PROVINCIA
DI SORA (O ALTA TERRA DI LAVORO) - Prima dell'avvento del Fascismo, alcune province
italiane erano estese come le attuali regioni e suddivise in
distretti, territori estesi come le attuali province. La
Provincia di Terra di Lavoro, ad esempio, aveva CASERTA come
capoluogo principale ed altri 4 capoluoghi sedi delle
sottoprefetture di altrettanti distretti: SORA, GAETA, CAPUA, PIEDIMONTE MATESE.

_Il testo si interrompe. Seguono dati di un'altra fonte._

// =============================================================================
// Tests
// =============================================================================

#[cfg(test)]
mod tests {
    use super::*;
    use crate::cache::clock::{Clock, ManualClock};
    use serde_json::json;
    use std::time::Duration;

    struct Fixture {
        manager: TieredCacheManager,
        clock: Arc<ManualClock>,
        kv: Arc<MemoryKvBackend>,
    }

    async fn fixture(config: ManagerConfig) -> Fixture {
        let clock = Arc::new(ManualClock::new(1_700_000_000_000));
        let freshness = Freshness::new(config.ttl, clock.clone());
        let kv = Arc::new(MemoryKvBackend::new());
        let compact = CompactTier::open(kv.clone(), config.compact, freshness.clone());
        let bulk = BulkTier::open(
            Arc::new(InMemoryBulkBackend::new()),
            config.bulk,
            freshness.clone(),
        )
        .await;
        let volatile = VolatileTier::with_config(config.volatile, freshness.clone());
        let manager = TieredCacheManager::new(
            Arc::new(volatile),
            Arc::new(compact),
            Arc::new(bulk),
            &config,
            freshness,
        );
        Fixture { manager, clock, kv }
    }

    fn channels(n: usize) -> serde_json::Value {
        let list: Vec<_> = (0..n)
            .map(|i| {
                json!({
                    "id": format!("ch{i}"),
                    "name": format!("Channel {i}"),
                    "url": format!("http://cdn.example.tv/live/user/pass/{i}.ts"),
                    "group": "News",
                })
            })
            .collect();
        json!(list)
    }

    #[tokio::test]
    async fn test_set_routes_small_entry_to_compact() {
        let f = fixture(ManagerConfig::default()).await;
        let outcome = f.manager.set("cat:meta", &json!({"a": 1}), ContentType::Metadata).await.unwrap();

        assert!(outcome.is_stored());
        assert!(outcome.volatile);
        assert_eq!(outcome.durable, Some(TierKind::Compact));
        assert!(!outcome.compressed);

        let value: serde_json::Value = f.manager.get("cat:meta", ContentType::Metadata).await.unwrap();
        assert_eq!(value, json!({"a": 1}));
        assert_eq!(f.manager.stats().metrics.volatile_hits, 1);
    }

    #[tokio::test]
    async fn test_large_payload_compressed_and_restored() {
        let f = fixture(ManagerConfig::default()).await;
        let value = channels(50);
        let outcome = f.manager.set("cat:chunk_0", &value, ContentType::Channels).await.unwrap();
        assert!(outcome.compressed);
        assert!(outcome.stored_bytes < serde_json::to_string(&value).unwrap().len() as u64);

        // durable path decompresses
        f.manager.tier(TierKind::Volatile).clear().await;
        let back: serde_json::Value = f.manager.get("cat:chunk_0", ContentType::Channels).await.unwrap();
        assert_eq!(back, value);
    }

    #[tokio::test]
    async fn test_durable_hit_promotes_with_original_timestamp() {
        let f = fixture(ManagerConfig::default()).await;
        f.manager.set("k", &json!([1, 2, 3]), ContentType::Channels).await.unwrap();
        let created = f.clock.now_ms();
        f.manager.tier(TierKind::Volatile).clear().await;

        f.clock.advance(Duration::from_secs(60));
        assert!(f.manager.get_raw("k", ContentType::Channels).await.is_some());

        let stats = f.manager.stats();
        assert_eq!(stats.metrics.compact_hits, 1);
        assert_eq!(stats.metrics.promotions, 1);

        let promoted = f.manager.tier(TierKind::Volatile).get("k", ContentType::Channels).await.unwrap();
        assert_eq!(promoted.created_at, created);
        assert!(!promoted.compressed);
    }

    #[tokio::test]
    async fn test_oversized_goes_to_bulk() {
        let config = ManagerConfig {
            compact: CompactConfig {
                max_item_bytes: 64,
                ..Default::default()
            },
            ..Default::default()
        };
        let f = fixture(config).await;
        let outcome = f
            .manager
            .set_raw("big", "1".repeat(64), ContentType::Epg)
            .await;
        assert_eq!(outcome.durable, Some(TierKind::Bulk));
        assert!(!f.manager.tier(TierKind::Compact).has("big").await);
    }

    #[tokio::test]
    async fn test_compact_rejection_redirects_and_removes_stale_copy() {
        let f = fixture(ManagerConfig::default()).await;
        f.manager.set("k", &json!({"v": 1}), ContentType::Metadata).await.unwrap();
        assert!(f.manager.tier(TierKind::Compact).has("k").await);

        f.kv.set_reject_writes(true);
        let outcome = f.manager.set("k", &json!({"v": 2}), ContentType::Metadata).await.unwrap();
        assert_eq!(outcome.durable, Some(TierKind::Bulk));
        assert!(!f.manager.tier(TierKind::Compact).has("k").await);
        assert_eq!(f.manager.stats().metrics.compact_redirects, 1);

        f.manager.tier(TierKind::Volatile).clear().await;
        let value: serde_json::Value = f.manager.get("k", ContentType::Metadata).await.unwrap();
        assert_eq!(value, json!({"v": 2}));
    }

    #[tokio::test]
    async fn test_ttl_boundary() {
        let f = fixture(ManagerConfig::default()).await;
        f.manager.set("e", &json!([]), ContentType::Epg).await.unwrap();

        f.clock.advance(Duration::from_secs(30 * 60) - Duration::from_millis(1));
        assert!(f.manager.get_raw("e", ContentType::Epg).await.is_some());

        f.clock.advance(Duration::from_millis(2));
        assert!(f.manager.get_raw("e", ContentType::Epg).await.is_none());
        assert!(!f.manager.has("e").await);
    }

    #[tokio::test]
    async fn test_undecodable_value_is_deleted() {
        let f = fixture(ManagerConfig::default()).await;
        f.manager.set("k", &json!("text"), ContentType::Metadata).await.unwrap();

        let value: Option<Vec<u32>> = f.manager.get("k", ContentType::Metadata).await;
        assert!(value.is_none());
        assert!(!f.manager.has("k").await);
        assert_eq!(f.manager.stats().metrics.corrupt_entries, 1);
    }

    #[tokio::test]
    async fn test_corrupt_compressed_entry_is_miss() {
        let f = fixture(ManagerConfig::default()).await;
        let bogus = CacheEntry::new("k", "{\"r\":[1]}".into(), ContentType::Channels, true, f.clock.now_ms());
        assert!(f.manager.tier(TierKind::Compact).set(bogus).await);

        assert!(f.manager.get_raw("k", ContentType::Channels).await.is_none());
        assert!(!f.manager.tier(TierKind::Compact).has("k").await);
        assert_eq!(f.manager.stats().metrics.corrupt_entries, 1);
    }

    #[tokio::test]
    async fn test_invalidate_prefix() {
        let f = fixture(ManagerConfig::default()).await;
        for key in ["a:chunk_0", "a:chunk_1", "a:strategy", "b:chunk_0"] {
            f.manager.set(key, &json!([]), ContentType::Channels).await.unwrap();
        }
        assert_eq!(f.manager.invalidate_prefix("a:").await, 3);
        assert!(f.manager.has("b:chunk_0").await);
        assert!(!f.manager.has("a:strategy").await);
    }

    #[tokio::test]
    async fn test_apply_capacities_and_sweep() {
        let f = fixture(ManagerConfig::default()).await;
        for i in 0..10 {
            f.clock.advance(Duration::from_millis(1));
            f.manager.set(&format!("k{i}"), &json!(i), ContentType::Epg).await.unwrap();
        }
        let mut caps = f.manager.capacities();
        caps.volatile = TierCapacity::new(4, caps.volatile.max_bytes);
        f.manager.apply_capacities(caps).await;
        assert_eq!(f.manager.stats().tier(TierKind::Volatile).unwrap().entries, 4);

        f.clock.advance(Duration::from_secs(31 * 60));
        // volatile copies + compact copies
        assert_eq!(f.manager.sweep_expired().await, 14);
    }

    #[tokio::test]
    async fn test_schema_marker_is_outside_the_tiers() {
        let f = fixture(ManagerConfig::default()).await;
        assert_eq!(f.manager.schema_marker(), None);
        f.manager.set_schema_marker("2.0").await.unwrap();
        f.manager.set("k", &json!(1), ContentType::Metadata).await.unwrap();
        assert_eq!(f.manager.entry_count(), 2);

        f.clock.advance(Duration::from_secs(7 * 60 * 60));
        f.manager.sweep_expired().await;
        assert_eq!(f.manager.entry_count(), 0);
        assert_eq!(f.manager.schema_marker().as_deref(), Some("2.0"));

        f.manager.clear().await;
        assert_eq!(f.manager.schema_marker().as_deref(), Some("2.0"));
        assert_eq!(f.kv.used_bytes(), 0);
    }

    #[tokio::test]
    async fn test_storage_critical_when_durable_disabled() {
        let clock: SharedClock = Arc::new(ManualClock::new(0));
        let config = ManagerConfig::default();
        let freshness = Freshness::new(config.ttl, clock);
        let manager = TieredCacheManager::new(
            Arc::new(VolatileTier::new(freshness.clone())),
            Arc::new(CompactTier::disabled(config.compact, freshness.clone())),
            Arc::new(BulkTier::disabled(config.bulk, freshness.clone())),
            &config,
            freshness,
        );
        assert!(manager.storage_critical());

        let outcome = manager.set("k", &json!(1), ContentType::Channels).await.unwrap();
        assert!(outcome.is_stored());
        assert!(!outcome.is_durable());
        assert_eq!(manager.stats().metrics.durable_write_failures, 1);
    }
}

I COMUNI DEL DISTRETTO-PROVINCIA DI SORA
(O ALTA TERRA DI LAVORO) -
Il Distretto-Provincia di Sora, o Alta Terra di Lavoro, comprendeva un
territorio corrispondente ai seguenti attuali comuni:
Sora (capoluogo), Acquafondata, Alvito,
Arce, Arpino, Atina, Belmonte Castello, Broccostella, Campoli Appennino,
Casalattico, Casalvieri, Cassino (all'epoca S.Germano), Castelliri, Castrocielo, Cervaro,
Colfelice, Colle S.Magno, Fontana Liri, Fontechiari, Gallinaro,
Isola del Liri, Pescosolido,
Piedimonte San Germano, Picinisco, Pignataro Interamna, Posta Fibreno, Rocca d'Evandro, Roccasecca,
S.Apollinare, S.Ambrogio sul Garigliano, S.Andrea sul
Garigliano, San Biagio Saracinisco, San Donato Val di Comino, S.Elia Fiume Rapido,
S.Giorgio a Liri, San Giovanni Incarico, Santopadre, San Vittore
del Lazio, Settefrati,
Terelle, Vallerotonda, Vicalvi, Villa Latina, Villa Santa Lucia, Viticuso.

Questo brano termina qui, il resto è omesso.